Le Kenya, première économie d’Afrique de l’Est, accélère sa transformation industrielle avec le lancement de la Vipingo Special Economic Zone (VSEZ), un projet d’envergure destiné à attirer plus de 3 milliards de dollars d’investissements et à créer jusqu’à 50 000 emplois directs.
Située sur la côte kényane, cette zone économique spéciale s’inscrit dans une stratégie nationale visant à renforcer les capacités de production locale et à positionner le pays comme un hub manufacturier régional. Le projet est porté par ARISE Integrated Industrial Platforms et Centum Investment Company, deux acteurs engagés dans le développement d’écosystèmes industriels intégrés.
Contrairement aux modèles traditionnels, la VSEZ adopte une approche globale combinant infrastructures modernes, dispositifs de financement et accompagnement industriel. Selon Nikhil Gandhi, directeur exécutif des zones économiques spéciales chez ARISE, l’investissement total mobilisé devrait dépasser les 3 milliards de dollars, avec une part significative en fonds propres complétée par des financements d’institutions de développement.

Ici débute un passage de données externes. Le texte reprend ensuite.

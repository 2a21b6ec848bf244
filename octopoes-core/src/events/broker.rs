use std::{fmt, time::Duration};

use async_trait::async_trait;
use redis::{AsyncCommands, aio::ConnectionManager};
use serde::{Deserialize, Serialize};
use serde_json::Value;
use thiserror::Error;
use tokio::sync::RwLock;
use tracing::{debug, info, warn};
use uuid::Uuid;

/// Task name consumed by event workers.
pub const HANDLE_EVENT_BATCH_TASK: &str = "octopoes.tasks.tasks.handle_event_batch";

#[derive(Debug, Error)]
pub enum BrokerError {
    #[error("Broker connection lost: {0}")]
    ConnectionLost(String),

    #[error("Broker rejected message: {0}")]
    Rejected(String),

    #[error("Failed to encode broker message: {0}")]
    Encoding(#[from] serde_json::Error),
}

impl BrokerError {
    /// Connection-level failures are worth a reconnect and one retry.
    pub fn is_transient(&self) -> bool {
        matches!(self, BrokerError::ConnectionLost(_))
    }
}

impl From<redis::RedisError> for BrokerError {
    fn from(err: redis::RedisError) -> Self {
        if err.is_io_error() || err.is_connection_dropped() || err.is_timeout() {
            BrokerError::ConnectionLost(err.to_string())
        } else {
            BrokerError::Rejected(err.to_string())
        }
    }
}

/// Envelope of a task pushed onto a worker queue.
#[derive(Debug, Clone, PartialEq, Serialize, Deserialize)]
pub struct TaskMessage {
    pub id: Uuid,
    pub task: String,
    pub queue: String,
    pub args: Vec<Value>,
}

impl TaskMessage {
    pub fn new(task: impl Into<String>, queue: impl Into<String>, args: Vec<Value>) -> Self {
        Self {
            id: Uuid::new_v4(),
            task: task.into(),
            queue: queue.into(),
            args,
        }
    }
}

/// Port to the message broker.
#[async_trait]
pub trait MessageBroker: Send + Sync + fmt::Debug {
    async fn send_task(&self, message: &TaskMessage) -> Result<(), BrokerError>;

    /// Appends `payload` to a durable channel that outlives its consumers.
    async fn publish_persistent(
        &self,
        channel: &str,
        payload: &Value,
    ) -> Result<(), BrokerError>;

    async fn reconnect(&self) -> Result<(), BrokerError>;
}

pub struct RedisBroker {
    client: redis::Client,
    conn: RwLock<ConnectionManager>,
}

impl fmt::Debug for RedisBroker {
    fn fmt(&self, f: &mut fmt::Formatter<'_>) -> fmt::Result {
        f.debug_struct("RedisBroker")
            .field("connection", &"ConnectionManager")
            .finish()
    }
}

impl RedisBroker {
    pub async fn connect(redis_url: &str) -> Result<Self, BrokerError> {
        info!("Connecting to Redis broker at {}", redis_url);

        let client = redis::Client::open(redis_url)
            .map_err(|e| BrokerError::Rejected(format!("Invalid Redis URL: {e}")))?;
        let conn = ConnectionManager::new(client.clone()).await?;

        info!("Successfully connected to Redis broker");
        Ok(Self {
            client,
            conn: RwLock::new(conn),
        })
    }

    async fn connection(&self) -> ConnectionManager {
        self.conn.read().await.clone()
    }

    /// Blocks up to `timeout` for the next task on `queue`.
    pub async fn receive_task(
        &self,
        queue: &str,
        timeout: Duration,
    ) -> Result<Option<TaskMessage>, BrokerError> {
        let mut conn = self.connection().await;
        let popped: Option<(String, String)> = redis::cmd("BRPOP")
            .arg(queue)
            .arg(timeout.as_secs_f64())
            .query_async(&mut conn)
            .await?;

        match popped {
            Some((_, payload)) => Ok(Some(serde_json::from_str(&payload)?)),
            None => Ok(None),
        }
    }
}

#[async_trait]
impl MessageBroker for RedisBroker {
    async fn send_task(&self, message: &TaskMessage) -> Result<(), BrokerError> {
        let payload = serde_json::to_string(message)?;
        debug!(task = %message.task, queue = %message.queue, id = %message.id, "LPUSH task");

        let mut conn = self.connection().await;
        conn.lpush::<_, _, ()>(&message.queue, payload).await?;
        Ok(())
    }

    async fn publish_persistent(
        &self,
        channel: &str,
        payload: &Value,
    ) -> Result<(), BrokerError> {
        let payload = serde_json::to_string(payload)?;
        let mut conn = self.connection().await;
        conn.lpush::<_, _, ()>(channel, payload).await?;
        Ok(())
    }

    async fn reconnect(&self) -> Result<(), BrokerError> {
        warn!("Reconnecting to Redis broker");
        let fresh = ConnectionManager::new(self.client.clone()).await?;
        *self.conn.write().await = fresh;
        Ok(())
    }
}
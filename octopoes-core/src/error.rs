use octopoes_model::{ModelError, Reference};
use thiserror::Error;

use crate::events::broker::BrokerError;

#[derive(Error, Debug)]
pub enum OctopoesError {
    #[error("Not found: {0}")]
    NotFound(String),

    #[error("Source {0} does not exist")]
    SourceNotFound(Reference),

    #[error("Validation error: {0}")]
    Validation(String),

    #[error("Store error: {0}")]
    Store(String),

    #[error("Broker error: {0}")]
    Broker(#[from] BrokerError),

    #[error("Session already committed")]
    SessionAlreadyCommitted,

    #[error("Serialization error: {0}")]
    Serialization(#[from] serde_json::Error),

    #[error("Model error: {0}")]
    Model(#[from] ModelError),

    #[error("Bit {bit_id} failed: {message}")]
    Bit { bit_id: String, message: String },
}

impl OctopoesError {
    pub fn is_not_found(&self) -> bool {
        matches!(self, OctopoesError::NotFound(_))
    }
}

impl From<reqwest::Error> for OctopoesError {
    fn from(err: reqwest::Error) -> Self {
        OctopoesError::Store(err.to_string())
    }
}

pub type Result<T> = std::result::Result<T, OctopoesError>;

/// Turns a `NotFound` failure into `Ok(None)`; absence is routine for
/// lookups that precede a write.
pub trait OptionalExt<T> {
    fn optional(self) -> Result<Option<T>>;
}

impl<T> OptionalExt<T> for Result<T> {
    fn optional(self) -> Result<Option<T>> {
        match self {
            Ok(value) => Ok(Some(value)),
            Err(err) if err.is_not_found() => Ok(None),
            Err(err) => Err(err),
        }
    }
}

Au-delà de l’effort financier, l’impact attendu est considérable. Le projet prévoit la création de trois parcs industriels, dont deux sur la côte et un à Naivasha, ainsi que le soutien à des entreprises locales comme Rivatex, dans le secteur textile. L’objectif est de structurer des chaînes de valeur complètes et de stimuler les exportations.
La VSEZ s’inscrit dans une dynamique plus large de repositionnement du Kenya dans les chaînes d’approvisionnement mondiales. Le pays cherche à capter des investissements en provenance d’Asie et du Moyen-Orient, notamment dans les secteurs du textile, de la transformation industrielle et des technologies.
Pour soutenir cette ambition, un mécanisme financier complémentaire est en cours de mise en place. En partenariat avec KCB Group et Banque africaine d’exportation-importation, un fonds de 800 millions de dollars sera déployé afin de faciliter l’accès au financement pour les entreprises installées dans la zone.
L’intérêt international pour le projet confirme l’attractivité croissante du Kenya. Des entreprises venues de Chine, d’Inde ou encore du Liban ont déjà manifesté leur intention de s’y implanter. Dans un contexte de recomposition des chaînes de valeur mondiales, marqué par des tensions géopolitiques et des évolutions des politiques commerciales, le Kenya entend tirer parti de sa stabilité relative et de ses politiques pro-investissement.
Des défis subsistent toutefois. La réussite du projet dépendra de la coordination entre acteurs publics et privés, de la stabilité du cadre réglementaire et de la qualité des infrastructures logistiques. L’expérience d’autres zones économiques spéciales montre que leur intégration effective dans l’économie locale reste un facteur déterminant.
Si ses objectifs sont atteints, la Vipingo Special Economic Zone pourrait marquer un tournant dans la trajectoire économique du Kenya, en consolidant sa position comme pôle industriel majeur en Afrique de l’Est et en renforçant sa compétitivité sur la scène internationale.